Top 5 | Iran says resumption of talks over nuclear deal is on agenda

Iran's Foreign Ministry spokesperson Saeed Khatibzadeh said on Monday that the resumption of talks between the parties involved in the Joint Comprehensive Plan of Action (JCPOA) on the Iranian nuclear issue is on the agenda.

Commenting on the Ukraine crisis, Khatibzadeh said Iran does not recognize "unilateral sanctions" against Russia.

As a country targeted with unilateral sanctions for many years, Iran cannot recognize such similar sanctions and embargoes against other countries, Khatibzadeh said at a weekly press conference.


Top 6 | Macron elected to continue to lead France

France's President Emmanuel Macron beat his far-right rival, Marine Le Pen, in the second-round runoff on Sunday and won another five-year term in office.

Macron won 58.8 percent of the votes compared to 41.2 percent by Le Pen, according to an estimate from the Ipsos polling institute after most polling stations closed at 7 pm local time; those in large cities, such as Paris, closed at 8 pm.

Some 48.7 million French people were registered to vote. Voter abstention stood at 28 percent, up by 2.5 percentage points from 2017.

The 44-year-old Macron has, therefore, become the first president of France to win re-election since Jacques Chirac in 2002.
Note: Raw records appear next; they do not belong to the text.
use std::path::Path;

use eframe::egui::{self, Align, Context, Layout, vec2};
use fuzzy_matcher::skim::SkimMatcherV2;

use bibnet::bib::{EntryStore, TagField};
use bibnet::config::NetworkConfig;
use bibnet::network::ViewState;
use bibnet::selectors::Selectors;
use bibnet::tags::{build_tag_cloud, keyword_frequencies};

use super::super::ViewModel;

impl ViewModel {
    pub(in crate::app) const INITIAL_ENTRY_ROWS: usize = 40;
    pub(in crate::app) const ENTRY_PAGE_ROWS: usize = 40;

    pub(in crate::app) fn new(store: EntryStore, config: NetworkConfig) -> Self {
        let network = ViewState::new(
            config.simulation_params(),
            config.label_density(),
            vec2(640.0, 480.0),
        );

        Self {
            store,
            selectors: Selectors::default(),
            config,
            network,
            clouds: Vec::new(),
            tag_filter: String::new(),
            matcher: SkimMatcherV2::default(),
            applied_selectors: None,
            network_dirty: true,
            entry_rows_visible: Self::INITIAL_ENTRY_ROWS,
        }
    }

    /// Brings the filtered collection, the clouds and the network in line
    /// with the selectors and the config.
    pub(in crate::app) fn refresh(&mut self) {
        if self.applied_selectors != Some(self.selectors.revision()) {
            self.selectors.apply(&mut self.store);
            self.applied_selectors = Some(self.selectors.revision());
            self.entry_rows_visible = Self::INITIAL_ENTRY_ROWS;
            self.network_dirty = true;
        }

        if !self.network_dirty {
            return;
        }
        self.network_dirty = false;

        let entry_count = self.store.entry_count();
        let min_tag_frequency = self.config.effective_min_tag_frequency(entry_count);
        self.clouds = TagField::ALL
            .into_iter()
            .map(|field| build_tag_cloud(&self.store, field, &self.selectors, min_tag_frequency))
            .collect();

        let frequencies = keyword_frequencies(&self.store);
        self.network
            .set_params(self.config.simulation_params(), self.config.label_density());
        self.network.rebuild(
            &self.store,
            &frequencies,
            self.config.thresholds(entry_count),
            self.config.hidden,
        );
        tracing::debug!(
            filtered = self.store.filtered_count(),
            revision = self.network.revision(),
            "refreshed views"
        );
    }

    pub(in crate::app) fn show(
        &mut self,
        ctx: &Context,
        entries_path: &Path,
        reload_requested: &mut bool,
        is_loading: bool,
    ) {
        self.refresh();

        egui::TopBottomPanel::top("top_bar")
            .resizable(false)
            .show(ctx, |ui| {
                ui.horizontal(|ui| {
                    ui.heading("bibnet");
                    ui.separator();
                    ui.label(format!("source: {}", entries_path.display()));
                    ui.label(format!(
                        "entries: {} / {}",
                        self.store.filtered_count(),
                        self.store.entry_count()
                    ));
                    let reload_button =
                        ui.add_enabled(!is_loading, egui::Button::new("Reload entries"));
                    if reload_button.clicked() {
                        *reload_requested = true;
                    }
                    ui.with_layout(Layout::right_to_left(Align::Center), |ui| {
                        if let Some(graph) = self.network.graph() {
                            ui.label(format!(
                                "keywords: {}  links: {}",
                                graph.node_count(),
                                graph.link_count()
                            ));
                        }
                    });
                });
            });

        egui::SidePanel::left("controls")
            .resizable(true)
            .default_width(320.0)
            .show(ctx, |ui| {
                self.draw_controls(ui);
                ui.separator();
                self.draw_tag_clouds(ui);
            });

        egui::SidePanel::right("entries")
            .resizable(true)
            .default_width(360.0)
            .show(ctx, |ui| self.draw_entries(ui));

        egui::CentralPanel::default().show(ctx, |ui| {
            if is_loading {
                ui.vertical_centered(|ui| {
                    ui.add_space(120.0);
                    ui.heading("Reloading bibliography...");
                    ui.add_space(8.0);
                    ui.spinner();
                });
            } else if self.network.is_hidden() {
                ui.vertical_centered(|ui| {
                    ui.add_space(120.0);
                    ui.label("Keyword network is hidden.");
                });
            } else {
                self.draw_network(ui);
            }
        });

        // Clicks in any panel land in the selectors; pick them up next frame.
        if self.applied_selectors != Some(self.selectors.revision()) || self.network_dirty {
            ctx.request_repaint();
        }
    }
}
Top 7 | Kyiv says top U.S. officials to visit, Russia hits Odesa as conflict enters third month

Ukraine on Saturday said two top U.S. officials would visit its capital, while Russia said its forces attacked Odesa to destroy a logistics terminal where foreign weapons were stored, as the conflict entered its third month on Sunday.

Russia launched a "special military operation" to "demilitarize" and "denazify" Ukraine on February 24. Ukraine and its Western allies reject that as a false pretext for an unprovoked land grab. Earlier this week, Moscow said the second phase of the operation had begun, aiming to "completely liberate" the populations of Donetsk and Luhansk.

Russia's forces destroyed a logistics terminal at a military airfield near Ukraine's Odesa, where foreign weapons were stored, said the Russian Defense Ministry on Saturday.


Top 8 | Russia vows to take full control over Donbas, southern Ukraine

A senior Russian military commander said on Friday that Russian forces would fight to take control over all of eastern and southern Ukraine. Kyiv condemned the remarks as a manifestation of Moscow's "imperialism."

Moldova summoned Russia's ambassador over the commander's remarks that "control over the south of Ukraine" could provide access to Moldova's breakaway region of Transnistria.

Russia said earlier this week that its "special military operation" in Ukraine had entered a new phase with its focus shifted to the east.

The Kremlin has claimed the "liberation" of Mariupol, but Ukraine's government, emboldened by an influx of Western weaponry, said its beleaguered forces were still holding out inside sprawling steelworks in the port city.


Top 9 | Shanghai to launch new measures against COVID-19

Shanghai will start a series of measures on Friday to cut off COVID-19 transmission chains as soon as possible, local authorities said.

Tiered community control measures will be carried out to minimize the movement and gathering of people, according to the arrangements announced by the municipal committee of the Communist Party of China and the local government.

Shanghai will also adopt COVID-19 testing and screening policies tailored to different communities.


Top 10 | U.S. child welfare system jabbed for putting Black kids in foster care: report

The United States has a child welfare system that investigates a large number of Black families and removes one out of 10 Black children from their home to be placed in foster care, Time magazine on Wednesday quoted a scholar as saying.

According to the professor in her Time interview, there are longstanding stereotypes in the United States that Black parents don't really love their children, that it's easy to separate the bonds of Black parents and children, that Black children are better off in the care of other caregivers, especially white caregivers.

During the Donald Trump administration, she noted, when family separation at the border was stepped up, there was a huge public outcry with experts pointing out the trauma to children of removing them from their parents. Some of them said this was a form of torture under UN conventions.